Reservamos nuestra posición sobre la primera pleca de las sección referida a actividades operacionales. Mi país, que asigna gran importancia al trabajo de la oficina del coordinador residente para actividades operacionales del sistema de las Naciones Unidas, considera que la funciones de dicha oficina no deben ampliarse, y deben seguirse centrando en la coordinación de los proyectos y programas específicos que se ejecutan en el país. Asimismo, este párrafo no debe entrañar la pérdida de la identidad de las organizaciones del sistema que operan sobre el terreno en un país dado.

Además de todo lo anterior, consideramos sumamente nocivo que en este documento no se haya podido incluir una sección relativa al desarme, ni siquiera con el mismo lenguaje que sobre el tema se utilizó en la Cumbre del Milenio, hace cinco años. Ello puede crear un precedente muy negativo para los trabajos de la Organización.

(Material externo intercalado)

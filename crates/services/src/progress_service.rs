use std::sync::Arc;

use chrono::{DateTime, Utc};

use hub_core::model::{ProgressRecord, ProgressSet, StudentId, TopicId};
use hub_core::time::Clock;
use storage::repository::ProgressRepository;

use crate::error::ProgressError;

//
// ─── SERVICE ───────────────────────────────────────────────────────────────────
//

/// Reconciles progress changes against the store.
///
/// Every mutation is a read-modify-write on the natural key
/// `(user_id, topic_id)`, persisted as a full upsert. That makes each
/// operation idempotent under retry: a replayed identical submission lands on
/// the same final record instead of duplicating or accumulating.
#[derive(Clone)]
pub struct ProgressService {
    clock: Clock,
    progress: Arc<dyn ProgressRepository>,
}

impl ProgressService {
    #[must_use]
    pub fn new(clock: Clock, progress: Arc<dyn ProgressRepository>) -> Self {
        Self { clock, progress }
    }

    /// Current time according to the service's clock.
    #[must_use]
    pub fn now(&self) -> DateTime<Utc> {
        self.clock.now()
    }

    /// Mark a topic completed without touching exam state.
    ///
    /// An existing exam score survives: only `completed` flips, and
    /// `completed_at` is stamped the first time the record becomes
    /// completed. Creates the record if none exists yet.
    ///
    /// # Errors
    ///
    /// Returns `ProgressError::Storage` if the existing record cannot be
    /// read, or `ProgressError::Persistence` (carrying the intended record)
    /// if the write fails.
    pub async fn apply_completion(
        &self,
        user_id: &StudentId,
        topic_id: &TopicId,
    ) -> Result<ProgressRecord, ProgressError> {
        let existing = self.progress.find_progress(user_id, topic_id).await?;

        let mut record = existing
            .unwrap_or_else(|| ProgressRecord::fresh(user_id.clone(), topic_id.clone()));
        record.completed = true;
        if record.completed_at.is_none() {
            record.completed_at = Some(self.clock.now());
        }

        self.persist(record).await
    }

    /// Record the result of an exam attempt.
    ///
    /// Always sets `completed`, overwrites any prior score, and refreshes
    /// `completed_at`. Only the latest attempt is retained; the platform
    /// keeps no attempt history.
    ///
    /// # Errors
    ///
    /// Returns `ProgressError::Storage` if the existing record cannot be
    /// read, or `ProgressError::Persistence` (carrying the intended record)
    /// if the write fails.
    pub async fn apply_exam_result(
        &self,
        user_id: &StudentId,
        topic_id: &TopicId,
        score_percent: u8,
    ) -> Result<ProgressRecord, ProgressError> {
        let existing = self.progress.find_progress(user_id, topic_id).await?;

        let mut record = existing
            .unwrap_or_else(|| ProgressRecord::fresh(user_id.clone(), topic_id.clone()));
        record.completed = true;
        record.score = Some(score_percent.min(100));
        record.completed_at = Some(self.clock.now());

        self.persist(record).await
    }

    /// Authoritative reload of a student's records.
    ///
    /// Optimistic local state must be reconciled from this on the next load,
    /// never assumed to match the store.
    ///
    /// # Errors
    ///
    /// Returns `ProgressError::Storage` if the records cannot be read.
    pub async fn load(&self, user_id: &StudentId) -> Result<ProgressSet, ProgressError> {
        let records = self.progress.progress_for_user(user_id).await?;
        Ok(ProgressSet::from_records(records))
    }

    async fn persist(&self, record: ProgressRecord) -> Result<ProgressRecord, ProgressError> {
        match self.progress.upsert_progress(&record).await {
            Ok(()) => {
                tracing::debug!(
                    user_id = %record.user_id,
                    topic_id = %record.topic_id,
                    score = ?record.score,
                    "progress upserted"
                );
                Ok(record)
            }
            Err(source) => Err(ProgressError::Persistence {
                intended: Box::new(record),
                source,
            }),
        }
    }
}

//
// ─── TESTS ─────────────────────────────────────────────────────────────────────
//
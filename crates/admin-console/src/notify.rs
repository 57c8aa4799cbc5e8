//! Operator notifications

use tracing::info;

/// Shows a message to the operator
pub trait Notifier: Send + Sync {
    fn alert(&self, message: &str);
}

/// Notifier that writes alerts to the log
#[derive(Debug, Default, Clone, Copy)]
pub struct TracingNotifier;

impl Notifier for TracingNotifier {
    fn alert(&self, message: &str) {
        info!(target: "admin_console::alert", "{}", message);
    }
}
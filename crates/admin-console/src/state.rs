//! Membership view state
//!
//! All UI state lives in [`ViewState`] and only changes through its
//! transition methods. Every load takes a [`RequestToken`]; a completion
//! whose token is no longer the latest one for its channel is discarded, so
//! a slow response can never overwrite the result of a newer request.

use mb_core::health::HealthApplication;
use mb_core::member::Member;
use serde_json::{Map, Value};
use tracing::debug;
use uuid::Uuid;

use crate::form::{
    form_fields, to_document, FormField, HealthApplicationView, MEMBER_FORM_EXCLUDED,
};
use crate::grid::{member_rows, MemberRow};

/// Identifies one issued request
#[derive(Debug, Clone, Copy, PartialEq, Eq, PartialOrd, Ord, Hash)]
pub struct RequestToken(u64);

/// Monotonic token source for one request channel
#[derive(Debug, Default, Clone)]
pub struct RequestSequence {
    latest: u64,
}

impl RequestSequence {
    pub fn issue(&mut self) -> RequestToken {
        self.latest += 1;
        RequestToken(self.latest)
    }

    pub fn is_current(&self, token: RequestToken) -> bool {
        token.0 == self.latest
    }
}

/// Member list lifecycle
#[derive(Debug, Clone, PartialEq)]
pub enum ListState {
    Idle,
    Loading(RequestToken),
    Loaded,
    Failed(String),
}

/// The open member detail view
#[derive(Debug, Clone, PartialEq)]
pub struct MemberDetail {
    pub member: Uuid,
    /// Editable copy of the member document
    pub form: Map<String, Value>,
    pub health_applications: Vec<HealthApplication>,
}

impl MemberDetail {
    /// External membership id from the form, used for funding
    pub fn external_id(&self) -> Option<&str> {
        self.form
            .get("member_id")
            .and_then(Value::as_str)
            .filter(|id| !id.is_empty())
    }

    /// The editable member form as rendered, without version or balance
    pub fn fields(&self) -> Vec<FormField> {
        form_fields(&self.form, MEMBER_FORM_EXCLUDED)
    }
}

#[derive(Debug, Clone, PartialEq)]
pub enum DetailState {
    Closed,
    Open(MemberDetail),
}

#[derive(Debug, Clone, PartialEq)]
pub enum HealthModalState {
    Closed,
    Open {
        id: Uuid,
        application: Option<HealthApplication>,
    },
}

pub const DEFAULT_ADD_AMOUNT: &str = "1000";

#[derive(Debug, Clone)]
pub struct ViewState {
    rows: Vec<MemberRow>,
    list: ListState,
    detail: DetailState,
    health_modal: HealthModalState,
    add_amount: String,
    list_requests: RequestSequence,
    detail_requests: RequestSequence,
    health_requests: RequestSequence,
}

impl Default for ViewState {
    fn default() -> Self {
        Self {
            rows: Vec::new(),
            list: ListState::Idle,
            detail: DetailState::Closed,
            health_modal: HealthModalState::Closed,
            add_amount: DEFAULT_ADD_AMOUNT.to_string(),
            list_requests: RequestSequence::default(),
            detail_requests: RequestSequence::default(),
            health_requests: RequestSequence::default(),
        }
    }
}

impl ViewState {
    pub fn new() -> Self {
        Self::default()
    }

    pub fn rows(&self) -> &[MemberRow] {
        &self.rows
    }

    pub fn list(&self) -> &ListState {
        &self.list
    }

    pub fn is_loading(&self) -> bool {
        matches!(self.list, ListState::Loading(_))
    }

    pub fn detail(&self) -> &DetailState {
        &self.detail
    }

    pub fn open_detail_view(&self) -> Option<&MemberDetail> {
        match &self.detail {
            DetailState::Open(detail) => Some(detail),
            DetailState::Closed => None,
        }
    }

    pub fn health_modal(&self) -> &HealthModalState {
        &self.health_modal
    }

    pub fn add_amount(&self) -> &str {
        &self.add_amount
    }

    /// Internal id of the member whose detail view is open
    pub fn selected_member(&self) -> Option<Uuid> {
        self.open_detail_view().map(|detail| detail.member)
    }

    pub fn find_row(&self, id: Uuid) -> Option<&MemberRow> {
        self.rows.iter().find(|row| row.aid == id)
    }

    // ------------------------------------------------------------------
    // Member list
    // ------------------------------------------------------------------

    pub fn begin_list_load(&mut self) -> RequestToken {
        let token = self.list_requests.issue();
        self.list = ListState::Loading(token);
        token
    }

    /// Apply a list response. Returns false if the response was stale.
    ///
    /// A failure keeps the rows already shown. On success the open detail
    /// form is refreshed from the matching new row.
    pub fn complete_list_load(
        &mut self,
        token: RequestToken,
        result: std::result::Result<Vec<Member>, String>,
    ) -> bool {
        if !self.list_requests.is_current(token) {
            debug!("Discarding stale member list response {:?}", token);
            return false;
        }

        match result {
            Ok(members) => {
                self.rows = member_rows(members);
                self.list = ListState::Loaded;

                if let DetailState::Open(detail) = &mut self.detail {
                    if let Some(row) = self.rows.iter().find(|row| row.aid == detail.member) {
                        detail.form = to_document(&row.data);
                    }
                }
            }
            Err(message) => {
                self.list = ListState::Failed(message);
            }
        }
        true
    }

    // ------------------------------------------------------------------
    // Member detail
    // ------------------------------------------------------------------

    pub fn begin_detail_load(&mut self) -> RequestToken {
        self.detail_requests.issue()
    }

    /// Open the detail view on `member`. Returns false if the load was stale.
    pub fn open_detail(&mut self, token: RequestToken, member: &Member) -> bool {
        if !self.detail_requests.is_current(token) {
            debug!("Discarding stale member detail for {}", member.id);
            return false;
        }

        let health_applications = match &self.detail {
            DetailState::Open(detail) if detail.member == member.id => {
                detail.health_applications.clone()
            }
            _ => Vec::new(),
        };
        self.detail = DetailState::Open(MemberDetail {
            member: member.id,
            form: to_document(member),
            health_applications,
        });
        true
    }

    /// Store the health applications loaded for the open member
    pub fn set_health_applications(
        &mut self,
        token: RequestToken,
        member: Uuid,
        applications: Vec<HealthApplication>,
    ) -> bool {
        if !self.detail_requests.is_current(token) {
            debug!("Discarding stale health applications for {}", member);
            return false;
        }
        match &mut self.detail {
            DetailState::Open(detail) if detail.member == member => {
                detail.health_applications = applications;
                true
            }
            _ => false,
        }
    }

    /// Close the detail view and forget the selection
    pub fn close_detail(&mut self) {
        // Invalidate any detail load still in flight
        self.detail_requests.issue();
        self.detail = DetailState::Closed;
    }

    pub fn change_field(&mut self, key: impl Into<String>, value: Value) -> bool {
        match &mut self.detail {
            DetailState::Open(detail) => {
                detail.form.insert(key.into(), value);
                true
            }
            DetailState::Closed => false,
        }
    }

    pub fn change_amount(&mut self, amount: impl Into<String>) {
        self.add_amount = amount.into();
    }

    // ------------------------------------------------------------------
    // Health application modal
    // ------------------------------------------------------------------

    pub fn open_health_modal(&mut self, id: Uuid) -> RequestToken {
        let token = self.health_requests.issue();
        self.health_modal = HealthModalState::Open {
            id,
            application: None,
        };
        token
    }

    pub fn complete_health_modal(
        &mut self,
        token: RequestToken,
        application: HealthApplication,
    ) -> bool {
        if !self.health_requests.is_current(token) {
            debug!("Discarding stale health application {}", application.id);
            return false;
        }
        match &mut self.health_modal {
            HealthModalState::Open {
                id,
                application: slot,
            } if *id == application.id => {
                *slot = Some(application);
                true
            }
            _ => false,
        }
    }

    pub fn close_health_modal(&mut self) {
        self.health_requests.issue();
        self.health_modal = HealthModalState::Closed;
    }

    pub fn health_modal_id(&self) -> Option<Uuid> {
        match &self.health_modal {
            HealthModalState::Open { id, .. } => Some(*id),
            HealthModalState::Closed => None,
        }
    }

    /// Rendered content of the health modal, once its application has loaded
    pub fn health_view(&self) -> Option<HealthApplicationView> {
        match &self.health_modal {
            HealthModalState::Open {
                application: Some(application),
                ..
            } => Some(HealthApplicationView::new(application)),
            _ => None,
        }
    }
}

Del mismo modo, es vergonzoso que en el documento que, según se propone, debe ser el resultado de una reunión de alto nivel dedicada a evaluar el cumplimiento de las muy modestas metas de desarrollo acordadas en la Cumbre del Milenio y de las grandes conferencias de las Naciones Unidas realizadas en este lustro, un

país haya logrado evitar que, al menos, se reafirman las conclusiones de dichas conferencias; como también es vergonzoso que sólo tengamos secciones referidas al desarrollo tan débiles que no reflejan los verdaderos intereses del Tercer Mundo. Incluso, prácticamente no se logró incluir una sección referida al comercio, lo que constituye un mensaje muy equívoco a la Reunión Ministerial de la Organización Mundial de Comercio que tendrá lugar en Hong Kong más avanzado al año.

Estas son, Sr. Presidente, las reservas y consideracionesfundamentales de la delegación cubana. Pero, no quisiera concluir sin denunciar en esta sala que el Jefe de la Delegación Cubana a la Reunión de Alto Nivel, el Excmo. Sr. Ricardo Alarcón de Quesada, Presidente de la Asamblea Nacional del Poder Popular de la República de Cuba, sólo ha recibido el visado para trasladarse a la ciudad de Nueva York a las 4:30 de la tarde de hoy, por lo que no podrá estar presente en la sesión inaugural del día de mañana.

El Jefe de la Delegación Cuba nos ha solicitado que le expliquemos con toda claridad las razones de su ausencia a esta reunión plenaria de la Asamblea General.